This program is designed to run on Android devices using the Pydroid 3 IDE, leveraging the device's camera for real time object detection, tracking, and re-identification. The system also utilizes a laptop server for the core processing of object detection and tracking.
The application is a computer vision tool that turns an Android phone into a real time object tracking device, streaming its camera feed to a laptop server for processing and then receiving the annotated video back for display. It captures video directly from the phone's camera, identifies objects in the video stream, assigns a unique ID to each object, and consistently tracks them as they move across frames.
The core of the application is built on a combination of powerful models and algorithms. It uses YOLOv11 (specifically yolo11m.pt for the server side processing), a state of the art object detection model, to find objects. For tracking, it employs a complex Re-Identification (ReID) tracker that leverages the OSNet deep learning model. This allows the system to not only track objects by their position but also by their visual appearance, making the tracking far more robust, especially in crowded scenes or during occlusions.
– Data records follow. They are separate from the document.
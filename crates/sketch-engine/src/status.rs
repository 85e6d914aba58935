//! Per-node execution status feed
//!
//! The deployment target pushes `{nodeId, status}` updates; the session
//! drains them into its status overlay. The feed is a plain tokio channel so
//! any producer (websocket, poller, test) can drive it.

use serde::{Deserialize, Serialize};
use tokio::sync::mpsc;

use crate::types::NodeId;

/// Execution status of a node
#[derive(Debug, Clone, Copy, PartialEq, Eq, Hash, Default, Serialize, Deserialize)]
#[serde(rename_all = "snake_case")]
pub enum NodeStatus {
    #[default]
    Idle,
    Running,
    Success,
    Failure,
}

/// One inbound status update
#[derive(Debug, Clone, PartialEq, Eq, Serialize, Deserialize)]
#[serde(rename_all = "camelCase")]
pub struct StatusUpdate {
    pub node_id: NodeId,
    pub status: NodeStatus,
}

impl StatusUpdate {
    pub fn new(node_id: impl Into<String>, status: NodeStatus) -> Self {
        Self {
            node_id: node_id.into(),
            status,
        }
    }
}

/// Producer half of a status feed
#[derive(Debug, Clone)]
pub struct StatusSender {
    tx: mpsc::UnboundedSender<StatusUpdate>,
}

impl StatusSender {
    /// Push an update; returns false once the feed has been dropped
    pub fn send(&self, update: StatusUpdate) -> bool {
        self.tx.send(update).is_ok()
    }
}

/// Consumer half of a status feed
#[derive(Debug)]
pub struct StatusFeed {
    rx: mpsc::UnboundedReceiver<StatusUpdate>,
}

impl StatusFeed {
    /// Wait for the next update; None once every sender is gone
    pub async fn next(&mut self) -> Option<StatusUpdate> {
        self.rx.recv().await
    }

    /// Take every update that is already queued
    pub fn drain(&mut self) -> Vec<StatusUpdate> {
        let mut updates = Vec::new();
        while let Ok(update) = self.rx.try_recv() {
            updates.push(update);
        }
        updates
    }
}

/// Create a connected sender/feed pair
pub fn status_channel() -> (StatusSender, StatusFeed) {
    let (tx, rx) = mpsc::unbounded_channel();
    (StatusSender { tx }, StatusFeed { rx })
}
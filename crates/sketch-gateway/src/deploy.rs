//! n8n deployment client
//!
//! Sends an exported [`WorkflowDocument`] to the configured n8n endpoint.
//! Success means an HTTP 2xx answer with a JSON body. There is no retry;
//! failures are reported once and the canvas is never touched.

use std::time::Duration;

use serde::{Deserialize, Serialize};
use sketch_engine::WorkflowDocument;

use crate::config::DeployConfig;
use crate::constants::headers;
use crate::gateway::GatewayError;

/// Boolean/message outcome for status displays
#[derive(Debug, Clone, PartialEq, Eq, Serialize, Deserialize)]
pub struct DeployStatus {
    pub ok: bool,
    pub message: String,
}

impl DeployStatus {
    fn success(message: impl Into<String>) -> Self {
        Self {
            ok: true,
            message: message.into(),
        }
    }

    fn failure(message: impl Into<String>) -> Self {
        Self {
            ok: false,
            message: message.into(),
        }
    }
}

/// Client for the n8n workflow API
pub struct DeployClient {
    http_client: reqwest::Client,
    config: DeployConfig,
}

impl DeployClient {
    pub fn new(config: DeployConfig) -> Result<Self, GatewayError> {
        let http_client = reqwest::Client::builder()
            .timeout(Duration::from_secs(config.timeout_secs))
            .build()
            .map_err(|e| GatewayError::Config(format!("Failed to build HTTP client: {}", e)))?;
        Ok(Self {
            http_client,
            config,
        })
    }

    pub fn config(&self) -> &DeployConfig {
        &self.config
    }

    /// POST the document; returns the response body on success
    pub async fn deploy(&self, document: &WorkflowDocument) -> Result<serde_json::Value, GatewayError> {
        let (url, api_key) = match (&self.config.api_url, &self.config.api_key) {
            (Some(url), Some(key)) => (url, key),
            _ => {
                return Err(GatewayError::Config(
                    "missing n8n API URL or API key".to_string(),
                ))
            }
        };

        log::info!(
            "Deploying workflow '{}' ({} nodes) to {}",
            document.name,
            document.nodes.len(),
            url
        );

        let response = self
            .http_client
            .post(url)
            .header(headers::N8N_API_KEY, api_key)
            .json(document)
            .send()
            .await
            .map_err(|e| GatewayError::Transport(e.to_string()))?;

        let status = response.status();
        if !status.is_success() {
            let body = response.text().await.unwrap_or_default();
            return Err(GatewayError::Transport(format!("HTTP {}: {}", status, body)));
        }

        response
            .json()
            .await
            .map_err(|e| GatewayError::Transport(format!("Response was not JSON: {}", e)))
    }

    /// Same as [`deploy`](Self::deploy), folded into a status value
    pub async fn deploy_status(&self, document: &WorkflowDocument) -> DeployStatus {
        match self.deploy(document).await {
            Ok(_) => DeployStatus::success(format!("Deployed '{}'", document.name)),
            Err(e) => {
                log::warn!("Deployment failed: {}", e);
                DeployStatus::failure(e.to_string())
            }
        }
    }
}
//! Engine-wide constants
//!
//! Single source of truth for canvas geometry, history limits and export defaults.

/// Node card geometry (canvas units)
pub mod node {
    /// Width of a rendered node card
    pub const WIDTH: f64 = 240.0;
    /// Height of a rendered node card
    pub const HEIGHT: f64 = 72.0;
    /// Pick radius around the output port handle
    pub const PORT_HIT_RADIUS: f64 = 10.0;
}

/// Connector rendering
pub mod connector {
    /// Horizontal position of the control point, as a fraction of the span
    pub const CONTROL_X: f64 = 0.5;
    /// Vertical position of the control point, as a fraction of the span
    pub const CONTROL_Y: f64 = 0.2;
    /// Segments used when measuring distance to a connector curve
    pub const SAMPLES: usize = 32;
    /// Pick tolerance around a connector curve, in screen pixels
    ///
    /// Divide by the transform scale before comparing against canvas distances.
    pub const HIT_TOLERANCE: f64 = 6.0;
}

/// Pan/zoom limits
pub mod zoom {
    pub const MIN_SCALE: f64 = 0.1;
    pub const MAX_SCALE: f64 = 10.0;
}

/// Accent colors
pub mod colors {
    pub const TRIGGER: &str = "#FF9900";
    pub const ACTION: &str = "#A259FF";
}

/// Undo history
pub mod history {
    /// Maximum number of undo snapshots kept
    pub const MAX_SNAPSHOTS: usize = 100;
    /// zstd compression level for snapshots
    pub const COMPRESSION_LEVEL: i32 = 3;
}

/// Workflow export defaults
pub mod export {
    /// Name given to exported workflows
    pub const WORKFLOW_NAME: &str = "WorkflowHub Sketch";
    /// External type used when a service has no mapping
    pub const UNKNOWN_TYPE: &str = "n8n-nodes-base.unknown";
    /// Version stamped on every exported node
    pub const TYPE_VERSION: u32 = 1;
    /// Name of the single output/input port
    pub const MAIN_PORT: &str = "main";
}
The user interface on the phone is built with Kivy, providing a responsive display of the video feed and tracking data.
The entire system utilizes multi threading to ensure that the UI remains smooth while heavy processing tasks (on the laptop server) run in the background.
- Real Time Video Streaming: Streams live video from an Android phone's camera to a laptop over a TCP socket.
- Real Time Object Detection: Utilizes the YOLOv11 model (
yolo11m.pt) to detect a wide range of objects in real time. - Advanced Re-Identification Tracking: Implements a custom tracker with the OSNet model to analyze and match the visual appearance of objects, ensuring persistent and accurate tracking even after an object is temporarily lost or occluded.
- Mobile First Design (Client): Specifically engineered to run on Android devices via the Pydroid 3 IDE, acting as a client for camera capture and display.
- Interactive Kivy GUI (Client): A clean user interface built with Kivy displays the live camera feed with graphical overlays for tracking information.
- Dynamic Visual Feedback: Each tracked object is highlighted with a uniquely colored bounding box, making it easy to follow individual targets.
- Efficient Multi threaded Architecture: The application uses separate threads for camera capture and network communication on the client, and for handling multiple client connections on the server, to maximize throughput and prevent the UI from freezing.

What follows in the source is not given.